Tonight, a shiny new 250GB hard drive arrived from OWC, which I had ordered to upgrade to webserver (Mac Mini). I’d been holding some memory from my MacBook upgrade, with the intent of installing that in the MacMini when I upgraded the hard drive. Tonight was the night!
As with any hard drive upgrade, the first line of defense is ensuring that there’s a backout plan. For me, that meant copying the current 120GB drive to the new 250GB. I’d purchased an OWC external drive enclosure a while back, just for this project. At around $25, this is a bargain, and will be the eventual destination for the 120GB drive, likely to be used for Time Machine. When I installed the 250GB drive in it, I found a nice 2GB disk image of freeware, courtesy of the folks from OWC. Cool!

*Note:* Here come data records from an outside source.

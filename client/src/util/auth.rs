//! Route-guard wiring for protected views.
//!
//! SYSTEM CONTEXT
//! ==============
//! Protected pages install the same guard so a logout, or a visit without a
//! session, always lands on the login view.

#[cfg(test)]
#[path = "auth_test.rs"]
mod auth_test;

use inventory_session::{Access, Route, check};
use leptos::prelude::*;
use leptos_router::NavigateOptions;

use crate::state::auth::AuthState;

/// Where navigation into `route` must be redirected, if anywhere.
pub fn redirect_target(route: Route, state: &AuthState) -> Option<Route> {
    match check(route, state) {
        Access::Proceed => None,
        Access::Redirect(target) => Some(target),
    }
}

/// Re-run the guard for `route` whenever the session changes, replacing the
/// history entry with the redirect target on denial.
pub fn install_route_guard<F>(auth: RwSignal<AuthState>, route: Route, navigate: F)
where
    F: Fn(&str, NavigateOptions) + Clone + 'static,
{
    Effect::new(move || {
        if let Some(target) = redirect_target(route, &auth.get()) {
            navigate(
                target.path(),
                NavigateOptions {
                    replace: true,
                    ..NavigateOptions::default()
                },
            );
        }
    });
}
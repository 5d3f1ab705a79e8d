//! Route-level screens.
//!
//! Auth pages own their form orchestration; protected pages install the
//! route guard before rendering anything session-dependent.

pub mod categories;
pub mod login;
pub mod products;
pub mod register;
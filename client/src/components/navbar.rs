//! Top navigation shown while signed in.

#[cfg(test)]
#[path = "navbar_test.rs"]
mod navbar_test;

use inventory_session::{Route, SessionView};
use leptos::prelude::*;
use leptos_router::NavigateOptions;
use leptos_router::components::A;
use leptos_router::hooks::use_navigate;

use crate::state::auth::{AuthState, Session};

/// Label for the signed-in user: the name, or the email when no name is set.
pub fn display_name(state: &AuthState) -> String {
    state
        .current_user()
        .map(|user| {
            if user.name.trim().is_empty() {
                user.email.clone()
            } else {
                user.name.clone()
            }
        })
        .unwrap_or_default()
}

#[component]
pub fn Navbar() -> impl IntoView {
    let auth = expect_context::<RwSignal<AuthState>>();
    let session = expect_context::<Session>();
    let navigate = use_navigate();

    let on_logout = move |_| {
        let navigate = navigate.clone();
        session.update_value(move |store| {
            store.logout(&move |route: Route| navigate(route.path(), NavigateOptions::default()));
        });
    };

    view! {
        <nav class="navbar" hidden=move || !auth.get().is_authenticated()>
            <span class="navbar__brand">"Inventory"</span>
            <A href=Route::Products.path()>"Products"</A>
            <A href=Route::Categories.path()>"Categories"</A>
            <span class="navbar__spacer"></span>
            <span class="navbar__user">{move || display_name(&auth.get())}</span>
            <span class="navbar__email">{move || auth.get().user.map(|user| user.email).unwrap_or_default()}</span>
            {move || auth.get().is_admin().then(|| view! { <span class="navbar__badge">"admin"</span> })}
            <button class="btn navbar__logout" on:click=on_logout>
                "Logout"
            </button>
        </nav>
    }
}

After a two-hour copy using Carbon Copy Cloner, I was ready to dissect the Mini.
I’ve been in the Mini before, and it’s not a lot of fun to take apart or work inside. It’s built to be a compact, powerful system — which it is — but there’s a lot of voodoo beneath the covers to keep it all together and cool enough to function. I found two sites that speak to the disassembly of the little guy, one here and another here. Both recommend a putty knife to help pry the bottom from the top. In my case, Darla had a nice cake frosting knife that worked just dandy. Carefully going through the steps on the DIY sites, I finally got the thing apart, split the innards in half, and replaced the memory and installed the new drive. After one miscue involving a power cable — always test before closing the covers! — the Little Server That Could was back to serving webpages in no time at all.
Next stop…. Leopard!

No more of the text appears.